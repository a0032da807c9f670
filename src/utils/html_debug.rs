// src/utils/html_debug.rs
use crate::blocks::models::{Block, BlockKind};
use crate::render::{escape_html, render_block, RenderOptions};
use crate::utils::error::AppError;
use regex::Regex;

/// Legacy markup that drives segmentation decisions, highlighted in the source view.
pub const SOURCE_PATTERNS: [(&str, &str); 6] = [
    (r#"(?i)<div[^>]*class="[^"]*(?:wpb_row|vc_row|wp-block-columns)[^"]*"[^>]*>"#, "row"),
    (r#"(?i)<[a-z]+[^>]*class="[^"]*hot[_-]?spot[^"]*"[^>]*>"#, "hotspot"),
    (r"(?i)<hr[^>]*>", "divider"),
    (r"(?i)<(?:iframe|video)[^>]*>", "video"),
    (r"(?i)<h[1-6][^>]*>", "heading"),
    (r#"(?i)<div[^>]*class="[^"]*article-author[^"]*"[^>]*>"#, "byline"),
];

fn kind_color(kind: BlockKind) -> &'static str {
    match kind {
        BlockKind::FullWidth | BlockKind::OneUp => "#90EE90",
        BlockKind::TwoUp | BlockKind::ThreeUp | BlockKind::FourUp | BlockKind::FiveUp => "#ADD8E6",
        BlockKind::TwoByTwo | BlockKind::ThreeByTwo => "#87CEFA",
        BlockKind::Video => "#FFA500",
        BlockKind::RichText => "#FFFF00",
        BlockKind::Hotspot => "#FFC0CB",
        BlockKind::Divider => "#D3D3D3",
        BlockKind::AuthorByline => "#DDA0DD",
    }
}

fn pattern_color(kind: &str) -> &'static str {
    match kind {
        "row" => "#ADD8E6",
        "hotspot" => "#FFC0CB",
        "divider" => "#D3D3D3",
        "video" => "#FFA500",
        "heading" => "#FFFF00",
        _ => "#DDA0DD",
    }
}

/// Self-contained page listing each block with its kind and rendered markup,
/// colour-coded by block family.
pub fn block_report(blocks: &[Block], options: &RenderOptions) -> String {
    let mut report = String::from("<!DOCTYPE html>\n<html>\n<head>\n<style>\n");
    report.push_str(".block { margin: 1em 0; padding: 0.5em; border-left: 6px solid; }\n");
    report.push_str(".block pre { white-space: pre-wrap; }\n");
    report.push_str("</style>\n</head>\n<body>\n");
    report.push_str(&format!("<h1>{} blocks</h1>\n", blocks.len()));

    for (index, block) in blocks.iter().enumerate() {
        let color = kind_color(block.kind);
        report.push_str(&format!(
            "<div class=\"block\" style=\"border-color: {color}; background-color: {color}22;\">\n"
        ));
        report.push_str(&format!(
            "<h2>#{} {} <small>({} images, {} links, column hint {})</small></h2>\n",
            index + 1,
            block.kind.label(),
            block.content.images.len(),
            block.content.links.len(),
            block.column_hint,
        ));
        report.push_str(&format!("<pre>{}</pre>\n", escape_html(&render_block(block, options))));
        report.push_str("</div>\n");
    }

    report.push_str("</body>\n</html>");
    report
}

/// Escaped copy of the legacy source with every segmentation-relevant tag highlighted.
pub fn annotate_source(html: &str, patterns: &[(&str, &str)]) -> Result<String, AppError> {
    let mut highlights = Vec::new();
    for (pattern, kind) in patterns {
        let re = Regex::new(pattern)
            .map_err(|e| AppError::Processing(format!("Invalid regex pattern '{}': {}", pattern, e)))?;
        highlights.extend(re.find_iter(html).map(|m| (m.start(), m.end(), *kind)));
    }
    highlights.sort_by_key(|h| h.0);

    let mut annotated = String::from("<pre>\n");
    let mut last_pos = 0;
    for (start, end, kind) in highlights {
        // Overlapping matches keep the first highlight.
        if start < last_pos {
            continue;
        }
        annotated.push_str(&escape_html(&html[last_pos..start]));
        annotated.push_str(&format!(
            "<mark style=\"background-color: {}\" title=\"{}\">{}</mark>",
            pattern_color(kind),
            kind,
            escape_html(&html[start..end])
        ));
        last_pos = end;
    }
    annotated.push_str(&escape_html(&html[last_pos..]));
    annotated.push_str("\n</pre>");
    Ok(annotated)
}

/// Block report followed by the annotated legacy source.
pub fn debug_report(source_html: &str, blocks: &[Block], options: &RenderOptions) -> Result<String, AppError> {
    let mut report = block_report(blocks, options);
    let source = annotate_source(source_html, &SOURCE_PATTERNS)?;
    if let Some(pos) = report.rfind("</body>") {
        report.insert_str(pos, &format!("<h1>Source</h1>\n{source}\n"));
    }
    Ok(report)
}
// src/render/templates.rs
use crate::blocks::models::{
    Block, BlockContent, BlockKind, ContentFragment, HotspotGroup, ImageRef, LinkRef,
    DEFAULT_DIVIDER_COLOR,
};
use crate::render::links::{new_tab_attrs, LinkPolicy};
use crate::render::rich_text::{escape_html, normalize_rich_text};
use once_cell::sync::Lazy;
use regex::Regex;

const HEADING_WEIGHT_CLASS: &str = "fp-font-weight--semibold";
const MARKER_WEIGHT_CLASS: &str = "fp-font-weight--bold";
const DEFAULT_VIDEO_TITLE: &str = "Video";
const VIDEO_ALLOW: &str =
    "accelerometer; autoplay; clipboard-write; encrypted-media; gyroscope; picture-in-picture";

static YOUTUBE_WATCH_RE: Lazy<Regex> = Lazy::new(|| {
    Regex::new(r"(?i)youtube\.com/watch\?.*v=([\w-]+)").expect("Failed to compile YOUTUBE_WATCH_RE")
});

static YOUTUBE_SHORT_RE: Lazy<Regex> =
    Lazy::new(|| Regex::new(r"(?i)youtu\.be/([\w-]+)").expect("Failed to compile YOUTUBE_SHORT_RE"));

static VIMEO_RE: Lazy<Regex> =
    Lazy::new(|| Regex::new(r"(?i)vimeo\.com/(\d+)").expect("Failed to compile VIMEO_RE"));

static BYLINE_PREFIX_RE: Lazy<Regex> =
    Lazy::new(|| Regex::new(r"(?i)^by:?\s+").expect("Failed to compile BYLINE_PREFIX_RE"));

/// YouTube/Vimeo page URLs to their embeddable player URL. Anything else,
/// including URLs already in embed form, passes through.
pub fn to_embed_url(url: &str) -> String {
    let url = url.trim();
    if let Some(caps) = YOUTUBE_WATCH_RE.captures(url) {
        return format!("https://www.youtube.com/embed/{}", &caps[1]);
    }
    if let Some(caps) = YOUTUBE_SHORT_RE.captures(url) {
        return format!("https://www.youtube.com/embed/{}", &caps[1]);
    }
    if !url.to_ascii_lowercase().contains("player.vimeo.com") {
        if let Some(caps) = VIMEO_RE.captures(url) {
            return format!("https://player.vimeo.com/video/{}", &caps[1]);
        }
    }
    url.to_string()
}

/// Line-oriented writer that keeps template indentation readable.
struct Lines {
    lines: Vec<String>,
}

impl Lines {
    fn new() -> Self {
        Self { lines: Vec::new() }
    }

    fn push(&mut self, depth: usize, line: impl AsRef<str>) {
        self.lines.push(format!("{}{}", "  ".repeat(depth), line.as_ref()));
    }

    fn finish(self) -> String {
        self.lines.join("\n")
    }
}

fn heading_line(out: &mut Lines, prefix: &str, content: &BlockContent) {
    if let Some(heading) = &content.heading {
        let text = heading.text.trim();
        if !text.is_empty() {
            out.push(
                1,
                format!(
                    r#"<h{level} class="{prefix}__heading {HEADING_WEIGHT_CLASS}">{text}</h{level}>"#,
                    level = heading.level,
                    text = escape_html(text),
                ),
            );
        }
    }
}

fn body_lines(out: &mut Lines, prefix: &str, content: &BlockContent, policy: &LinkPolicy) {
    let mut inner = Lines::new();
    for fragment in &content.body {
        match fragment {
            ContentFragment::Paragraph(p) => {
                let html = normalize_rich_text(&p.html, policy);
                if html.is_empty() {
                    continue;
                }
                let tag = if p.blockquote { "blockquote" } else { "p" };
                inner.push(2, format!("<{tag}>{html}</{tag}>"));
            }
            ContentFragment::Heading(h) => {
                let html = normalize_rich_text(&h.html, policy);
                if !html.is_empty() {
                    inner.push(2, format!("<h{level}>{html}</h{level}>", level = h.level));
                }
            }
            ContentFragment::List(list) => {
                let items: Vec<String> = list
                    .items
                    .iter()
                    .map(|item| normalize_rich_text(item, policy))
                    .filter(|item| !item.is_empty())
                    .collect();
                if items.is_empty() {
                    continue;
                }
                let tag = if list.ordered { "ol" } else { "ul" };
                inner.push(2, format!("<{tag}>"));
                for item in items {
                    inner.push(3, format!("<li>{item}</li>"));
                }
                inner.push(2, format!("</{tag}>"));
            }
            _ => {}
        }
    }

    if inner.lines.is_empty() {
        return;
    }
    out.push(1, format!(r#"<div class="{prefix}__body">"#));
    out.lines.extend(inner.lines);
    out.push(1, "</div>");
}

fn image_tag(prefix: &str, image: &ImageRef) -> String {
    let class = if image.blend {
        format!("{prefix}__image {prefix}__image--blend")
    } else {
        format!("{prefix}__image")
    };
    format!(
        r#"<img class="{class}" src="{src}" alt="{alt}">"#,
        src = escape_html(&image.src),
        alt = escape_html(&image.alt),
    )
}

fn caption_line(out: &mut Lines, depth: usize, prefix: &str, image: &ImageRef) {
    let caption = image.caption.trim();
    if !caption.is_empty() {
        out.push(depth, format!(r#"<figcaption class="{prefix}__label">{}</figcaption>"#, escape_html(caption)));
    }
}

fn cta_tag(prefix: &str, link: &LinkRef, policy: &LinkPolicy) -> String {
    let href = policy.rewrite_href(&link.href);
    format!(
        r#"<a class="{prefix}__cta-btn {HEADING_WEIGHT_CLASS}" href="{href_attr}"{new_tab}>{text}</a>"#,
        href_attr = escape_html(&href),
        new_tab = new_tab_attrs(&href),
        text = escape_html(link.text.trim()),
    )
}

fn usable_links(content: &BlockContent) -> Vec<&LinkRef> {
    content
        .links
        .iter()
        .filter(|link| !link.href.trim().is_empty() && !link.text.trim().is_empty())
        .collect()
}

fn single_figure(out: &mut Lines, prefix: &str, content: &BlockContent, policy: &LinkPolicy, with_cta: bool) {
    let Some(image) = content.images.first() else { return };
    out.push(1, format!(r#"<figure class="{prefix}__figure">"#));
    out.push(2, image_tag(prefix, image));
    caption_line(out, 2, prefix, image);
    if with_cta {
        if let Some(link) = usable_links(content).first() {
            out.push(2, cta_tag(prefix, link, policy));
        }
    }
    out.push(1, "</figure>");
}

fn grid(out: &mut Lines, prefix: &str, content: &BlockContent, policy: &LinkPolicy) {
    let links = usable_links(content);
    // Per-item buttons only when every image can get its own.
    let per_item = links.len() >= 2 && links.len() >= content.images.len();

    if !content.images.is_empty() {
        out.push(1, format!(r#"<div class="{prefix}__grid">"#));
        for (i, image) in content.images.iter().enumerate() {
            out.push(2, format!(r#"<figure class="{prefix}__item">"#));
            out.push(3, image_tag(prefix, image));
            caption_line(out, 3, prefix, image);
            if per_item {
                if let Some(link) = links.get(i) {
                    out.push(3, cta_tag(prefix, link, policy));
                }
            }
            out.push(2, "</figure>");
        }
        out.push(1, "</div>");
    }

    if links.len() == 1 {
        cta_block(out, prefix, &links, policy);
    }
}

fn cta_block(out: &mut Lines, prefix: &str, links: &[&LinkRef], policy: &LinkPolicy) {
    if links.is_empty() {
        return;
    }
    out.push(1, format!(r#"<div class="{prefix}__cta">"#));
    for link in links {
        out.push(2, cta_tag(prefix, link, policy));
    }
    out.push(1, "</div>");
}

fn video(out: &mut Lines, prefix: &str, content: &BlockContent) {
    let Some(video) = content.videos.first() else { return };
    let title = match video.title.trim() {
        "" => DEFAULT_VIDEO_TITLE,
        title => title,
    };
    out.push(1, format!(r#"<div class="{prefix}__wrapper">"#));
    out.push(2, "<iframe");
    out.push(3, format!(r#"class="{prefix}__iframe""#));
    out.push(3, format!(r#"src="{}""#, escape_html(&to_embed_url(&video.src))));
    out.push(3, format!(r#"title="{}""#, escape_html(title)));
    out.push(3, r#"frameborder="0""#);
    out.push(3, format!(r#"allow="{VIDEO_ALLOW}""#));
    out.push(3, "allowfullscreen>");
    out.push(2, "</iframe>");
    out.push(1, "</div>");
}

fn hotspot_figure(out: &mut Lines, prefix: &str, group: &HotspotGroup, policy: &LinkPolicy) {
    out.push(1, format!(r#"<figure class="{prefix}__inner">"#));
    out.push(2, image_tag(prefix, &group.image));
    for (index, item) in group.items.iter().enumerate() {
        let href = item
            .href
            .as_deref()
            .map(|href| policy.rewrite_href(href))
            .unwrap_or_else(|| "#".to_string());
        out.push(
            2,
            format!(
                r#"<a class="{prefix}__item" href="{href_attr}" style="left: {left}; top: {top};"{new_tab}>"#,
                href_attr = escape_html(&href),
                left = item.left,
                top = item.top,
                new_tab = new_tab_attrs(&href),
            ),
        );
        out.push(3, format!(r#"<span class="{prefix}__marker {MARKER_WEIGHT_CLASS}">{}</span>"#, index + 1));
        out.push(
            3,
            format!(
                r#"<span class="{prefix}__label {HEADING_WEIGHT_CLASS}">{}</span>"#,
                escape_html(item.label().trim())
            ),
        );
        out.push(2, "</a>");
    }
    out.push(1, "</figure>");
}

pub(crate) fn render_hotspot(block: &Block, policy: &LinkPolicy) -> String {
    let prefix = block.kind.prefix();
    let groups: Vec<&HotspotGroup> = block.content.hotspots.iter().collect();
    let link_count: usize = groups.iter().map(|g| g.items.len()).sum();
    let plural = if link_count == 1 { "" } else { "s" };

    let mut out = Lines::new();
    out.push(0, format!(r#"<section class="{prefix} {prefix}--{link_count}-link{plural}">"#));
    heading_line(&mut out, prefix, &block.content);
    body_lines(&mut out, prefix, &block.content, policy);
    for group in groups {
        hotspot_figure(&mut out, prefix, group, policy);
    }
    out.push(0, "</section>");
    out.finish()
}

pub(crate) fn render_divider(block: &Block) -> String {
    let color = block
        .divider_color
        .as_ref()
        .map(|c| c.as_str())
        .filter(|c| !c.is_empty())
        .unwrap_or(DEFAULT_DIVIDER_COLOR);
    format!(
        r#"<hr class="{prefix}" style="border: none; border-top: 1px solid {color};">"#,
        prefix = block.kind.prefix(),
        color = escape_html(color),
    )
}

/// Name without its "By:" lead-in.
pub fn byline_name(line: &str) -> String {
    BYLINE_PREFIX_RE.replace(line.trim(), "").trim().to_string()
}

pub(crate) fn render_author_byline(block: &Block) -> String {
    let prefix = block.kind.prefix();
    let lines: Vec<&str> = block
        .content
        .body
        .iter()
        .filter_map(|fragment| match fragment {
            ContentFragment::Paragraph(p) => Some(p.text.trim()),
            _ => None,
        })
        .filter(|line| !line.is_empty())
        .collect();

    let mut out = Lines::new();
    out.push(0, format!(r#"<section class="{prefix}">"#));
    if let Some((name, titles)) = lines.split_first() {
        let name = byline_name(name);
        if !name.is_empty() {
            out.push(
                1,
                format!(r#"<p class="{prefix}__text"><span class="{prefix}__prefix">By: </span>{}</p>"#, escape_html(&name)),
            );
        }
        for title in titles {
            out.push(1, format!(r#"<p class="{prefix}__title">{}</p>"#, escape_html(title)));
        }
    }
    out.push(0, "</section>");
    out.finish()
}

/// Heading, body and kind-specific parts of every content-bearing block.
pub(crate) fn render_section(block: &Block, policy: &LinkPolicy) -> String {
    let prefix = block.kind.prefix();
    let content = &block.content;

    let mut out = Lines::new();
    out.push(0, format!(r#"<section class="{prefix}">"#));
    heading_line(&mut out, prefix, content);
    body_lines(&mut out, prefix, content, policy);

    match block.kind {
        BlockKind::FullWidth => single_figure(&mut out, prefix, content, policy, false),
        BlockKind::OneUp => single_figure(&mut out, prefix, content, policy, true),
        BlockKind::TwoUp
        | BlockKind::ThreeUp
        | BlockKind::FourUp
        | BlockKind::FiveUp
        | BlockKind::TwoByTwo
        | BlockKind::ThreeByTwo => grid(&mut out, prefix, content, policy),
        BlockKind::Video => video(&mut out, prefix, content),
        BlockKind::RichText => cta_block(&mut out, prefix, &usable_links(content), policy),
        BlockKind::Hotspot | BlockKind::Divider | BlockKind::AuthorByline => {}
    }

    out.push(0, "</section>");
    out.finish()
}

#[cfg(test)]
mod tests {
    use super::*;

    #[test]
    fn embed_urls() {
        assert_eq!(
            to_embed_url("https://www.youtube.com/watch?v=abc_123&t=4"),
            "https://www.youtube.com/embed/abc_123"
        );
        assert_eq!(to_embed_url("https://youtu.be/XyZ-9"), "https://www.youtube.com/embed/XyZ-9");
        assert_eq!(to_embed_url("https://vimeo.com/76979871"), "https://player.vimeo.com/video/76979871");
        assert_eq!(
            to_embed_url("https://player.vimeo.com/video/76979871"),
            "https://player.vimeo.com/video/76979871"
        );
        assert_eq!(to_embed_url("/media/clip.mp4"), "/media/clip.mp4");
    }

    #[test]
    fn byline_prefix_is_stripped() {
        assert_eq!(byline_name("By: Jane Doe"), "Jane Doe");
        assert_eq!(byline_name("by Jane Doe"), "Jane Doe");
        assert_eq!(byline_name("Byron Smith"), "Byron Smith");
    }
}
----
Count the lines of the records that include the word "FullWidth", please, and report the number alone.

2